To enable dedicated site-to-cloud connectivity, AWS DirectConnect, Microsoft ExpressRoute, and such are delivered to customer locations as a private WAN (dedicated last mile access) and a cross connect at a colocation. Almost all enterprises start with one primary CSP, and one or two dedicated private cloud connections, and eventually grow more connections to the primary CSP, or add connections to additional CSPs, as they embrace multicloud.
Eventually, more applications and workloads are migrated to cloud, and more cloud regions are added for distributed application delivery platform and high availability. This results in enterprises procuring more and more single-purpose private cloud on-ramps, each of which has its dedicated tail/access circuit.
Apcela recommends converting the access circuits enabling AWS DirectConnect (or Azure ExpressRoute) into a multicloud link instead of a single purpose connection and levering existing SD-WAN or augmenting the connection with new SD-WAN for end-to-end multicloud connectivity orchestration.

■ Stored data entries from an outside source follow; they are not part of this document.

use std::sync::atomic::AtomicUsize;
use std::sync::Arc;
use std::time::Duration;

use d_cache::CacheController;
use d_cache::CacheStorage;
use d_cache::ConcurrencyControl;
use d_cache::MemoryStream;

use crate::common::counting_operation;
use crate::common::eventually;
use crate::common::start_instance;

#[tokio::test]
async fn test_zero_timeout_round_is_empty() {
    let broker = MemoryStream::new();
    let a = start_instance(&broker, "a", ConcurrencyControl::Local).await.unwrap();
    let b = start_instance(&broker, "b", ConcurrencyControl::Local).await.unwrap();

    let stats = a.controller.request_cache_stats(Duration::ZERO).await.unwrap();

    assert!(stats.is_empty());
    a.controller.close().await.unwrap();
    b.controller.close().await.unwrap();
}

#[tokio::test]
async fn test_round_collects_hits_and_misses_from_all_instances() {
    let broker = MemoryStream::new();
    let a = start_instance(&broker, "a", ConcurrencyControl::Local).await.unwrap();
    let b = start_instance(&broker, "b", ConcurrencyControl::Local).await.unwrap();
    let runs = Arc::new(AtomicUsize::new(0));
    let on_a = counting_operation(&a.manager, "report", 3, Duration::from_millis(5), runs.clone());
    let on_b = counting_operation(&b.manager, "report", 3, Duration::from_millis(5), runs.clone());

    // miss on A, then a broadcast hit on B
    on_a.call("q", ()).await.unwrap();
    let storage = b.storage.clone();
    assert!(
        eventually(|| {
            let storage = storage.clone();
            async move { storage.get("q").await.unwrap().is_some() }
        })
        .await
    );
    on_b.call("q", ()).await.unwrap();

    let stats = b.controller.request_cache_stats(Duration::from_millis(300)).await.unwrap();

    let report = stats.get("report").expect("report collected");
    assert_eq!(report.misses, 1);
    assert_eq!(report.hits, 1);
    assert!(!b.manager.stats().operation_stats_string("report", Some(&stats)).is_empty());

    a.controller.close().await.unwrap();
    b.controller.close().await.unwrap();
}
use std::time::Duration;

use tokio::time::Instant;

/// Milliseconds elapsed since `start`, with sub-millisecond precision
pub(crate) fn elapsed_ms(start: Instant) -> f64 {
    duration_as_ms(start.elapsed())
}

pub(crate) fn duration_as_ms(duration: Duration) -> f64 {
    duration.as_secs_f64() * 1000.0
}

/// Saturating conversion used for wire fields expressed in milliseconds
pub(crate) fn duration_as_millis_u64(duration: Duration) -> u64 {
    u64::try_from(duration.as_millis()).unwrap_or(u64::MAX)
}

5 reasons to convert your AWS DirectConnect to a multicloud on-ramp:
1. Cost efficiency: Achieve private connectivity to multiple regions of multiple clouds with a smaller number of overall connections. The access circuits are often the most expensive piece of private cloud connections, and by making each such link a multi-purpose link, the enterprises can significantly reduce the total number of last mile connections required for multicloud connectivity.

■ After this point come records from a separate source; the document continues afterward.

//! Core lexer: dispatch, whitespace, comments.
//!
//! One token family per submodule; each extends [`Lexer`] with the lexing
//! methods for its family.

mod date;
mod identifier;
mod string;
mod value;

use tmlc_util::{ErrorKind, Result, Span, TomlError};

use crate::cursor::Cursor;
use crate::token::{Token, TokenKind, TokenValue};

/// Streaming lexer over a single TOML input.
///
/// Construction validates the input as UTF-8; after that, every
/// [`next_token`](Lexer::next_token) call skips line whitespace and emits
/// exactly one token. Newline is a token, not whitespace, and comments are
/// emitted rather than swallowed - the grammar engine decides to skip them.
#[derive(Debug)]
pub struct Lexer<'a> {
    /// Character cursor over the decoded input.
    cursor: Cursor<'a>,

    /// Byte offset where the current token starts.
    token_start: usize,

    /// Line where the current token starts (1-based).
    token_line: u32,

    /// Column where the current token starts (1-based).
    token_column: u32,
}

impl<'a> Lexer<'a> {
    /// Creates a lexer over `input`, validating it as UTF-8.
    ///
    /// Fails with [`ErrorKind::Encoding`] on ill-formed input; the error's
    /// `code` field records how many leading bytes were valid. NUL bytes are
    /// well-formed UTF-8 and pass through as ordinary data.
    pub fn new(input: &'a [u8]) -> Result<Self> {
        let source =
            std::str::from_utf8(input).map_err(|e| TomlError::encoding(e.valid_up_to()))?;

        Ok(Self {
            cursor: Cursor::new(source),
            token_start: 0,
            token_line: 1,
            token_column: 1,
        })
    }

    /// Returns the next token.
    ///
    /// Skips spaces, tabs, and carriage returns, records the token start,
    /// then dispatches on the first character. At end of input this keeps
    /// returning [`TokenKind::Eof`].
    pub fn next_token(&mut self) -> Result<Token> {
        self.eat_whitespace();

        self.token_start = self.cursor.position();
        self.token_line = self.cursor.line();
        self.token_column = self.cursor.column();

        if self.cursor.is_at_end() {
            return Ok(self.token(TokenKind::Eof, TokenValue::None));
        }

        match self.cursor.current_char() {
            '\n' => Ok(self.single(TokenKind::Newline)),
            '[' => Ok(self.single(TokenKind::BracketOpen)),
            ']' => Ok(self.single(TokenKind::BracketClose)),
            '{' => Ok(self.single(TokenKind::BraceOpen)),
            '}' => Ok(self.single(TokenKind::BraceClose)),
            '=' => Ok(self.single(TokenKind::Equals)),
            ',' => Ok(self.single(TokenKind::Comma)),
            ':' => Ok(self.single(TokenKind::Colon)),
            '.' => Ok(self.single(TokenKind::Dot)),
            '#' => Ok(self.lex_comment()),
            '\'' => self.lex_quote(true),
            '"' => self.lex_quote(false),
            c if c == '+' || c == '-' || c.is_ascii_digit() => self.lex_value(),
            _ => Ok(self.lex_identifier()),
        }
    }

    /// Skips line whitespace: space, tab, carriage return. Newline is a
    /// token and is left in place.
    fn eat_whitespace(&mut self) {
        loop {
            match self.cursor.current_char() {
                ' ' | '\t' | '\r' => self.cursor.advance(),
                _ => break,
            }
        }
    }

    /// Consumes a `#` comment up to (not past) the next newline, so a
    /// NEWLINE token still follows it.
    fn lex_comment(&mut self) -> Token {
        while !self.cursor.is_at_end() && self.cursor.current_char() != '\n' {
            self.cursor.advance();
        }

        self.token(TokenKind::Comment, TokenValue::None)
    }

    /// Emits a single-character token.
    fn single(&mut self, kind: TokenKind) -> Token {
        self.cursor.advance();
        self.token(kind, TokenValue::None)
    }

    /// Builds a token spanning from the recorded token start to the current
    /// cursor position.
    pub(crate) fn token(&self, kind: TokenKind, value: TokenValue) -> Token {
        let span = Span::new(
            self.token_start,
            self.cursor.position(),
            self.token_line,
            self.token_column,
        );
        Token::new(kind, span, value)
    }

    /// An error positioned at the current cursor location.
    pub(crate) fn error_here(&self, kind: ErrorKind) -> TomlError {
        TomlError::new(kind, self.cursor.line(), self.cursor.column())
    }

    /// An error positioned at the start of the current token.
    pub(crate) fn error_at_start(&self, kind: ErrorKind) -> TomlError {
        TomlError::new(kind, self.token_line, self.token_column)
    }

    /// Current line number (1-based).
    pub fn line(&self) -> u32 {
        self.cursor.line()
    }

    /// Current column number (1-based, in code points).
    pub fn column(&self) -> u32 {
        self.cursor.column()
    }
}

/// Iterates tokens up to (not including) EOF. After an error is yielded the
/// iterator should not be polled further.
impl<'a> Iterator for Lexer<'a> {
    type Item = Result<Token>;

    fn next(&mut self) -> Option<Self::Item> {
        match self.next_token() {
            Ok(tok) if tok.kind == TokenKind::Eof => None,
            other => Some(other),
        }
    }
}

2. Greater visibility and control: The access connectivity augmented with SD-WAN enables QoS and app-aware performance-based routing, which further optimizes the ROI.
3. Better High Availability: With SD-WAN as an overlay technology the multicloud access links can be complemented with available Internet (DIA/Broadband) transport resulting in improved high-availability.

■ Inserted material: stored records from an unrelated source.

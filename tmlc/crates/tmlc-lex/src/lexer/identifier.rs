//! Identifier lexing.
//!
//! An identifier is the fallback token: a maximal run of characters that are
//! not line whitespace, not a newline, and not one of the reserved
//! punctuation characters. The lexer does not interpret `true`/`false`;
//! the grammar gives identifiers meaning by position.

use crate::token::{Token, TokenKind, TokenValue};
use crate::Lexer;

/// Characters that terminate an identifier run.
fn is_reserved(c: char) -> bool {
    matches!(c, '.' | ',' | '=' | '[' | ']' | '{' | '}' | ':' | '#')
}

impl<'a> Lexer<'a> {
    /// Lexes a bare identifier, preserving its literal text.
    pub(crate) fn lex_identifier(&mut self) -> Token {
        let start = self.cursor.position();

        while !self.cursor.is_at_end() {
            let c = self.cursor.current_char();
            if c == '\n' || matches!(c, ' ' | '\t' | '\r') || is_reserved(c) {
                break;
            }
            self.cursor.advance();
        }

        let text = self.cursor.slice_from(start).to_string();
        self.token(TokenKind::Identifier, TokenValue::Text(text))
    }
}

4. Encryption: Most SD-WAN platforms have overlay encryption enabled by default, which provides data confidentiality while in transit.
5. Extended reach: Reach any cloud region globally by leveraging Apcela’s latency-optimized global core network.
Four triggers for decision making:
1. Underutilized DirectConnect circuits
2. Higher costs due to number of DirectConnects
3. Lack of encryption
4. Lack of visibility and analytics across the DirectConnect circuits
If you are an enterprise with existing private cloud connections, and rely on these connections for business-critical, performance-sensitive applications, Apcela offers a consultative approach for design services and customized solutions based on your requirements.
At Apcela, we help with a minimal change, minimal disruption approach to converting a single-purpose cloud connection into a multicloud connection.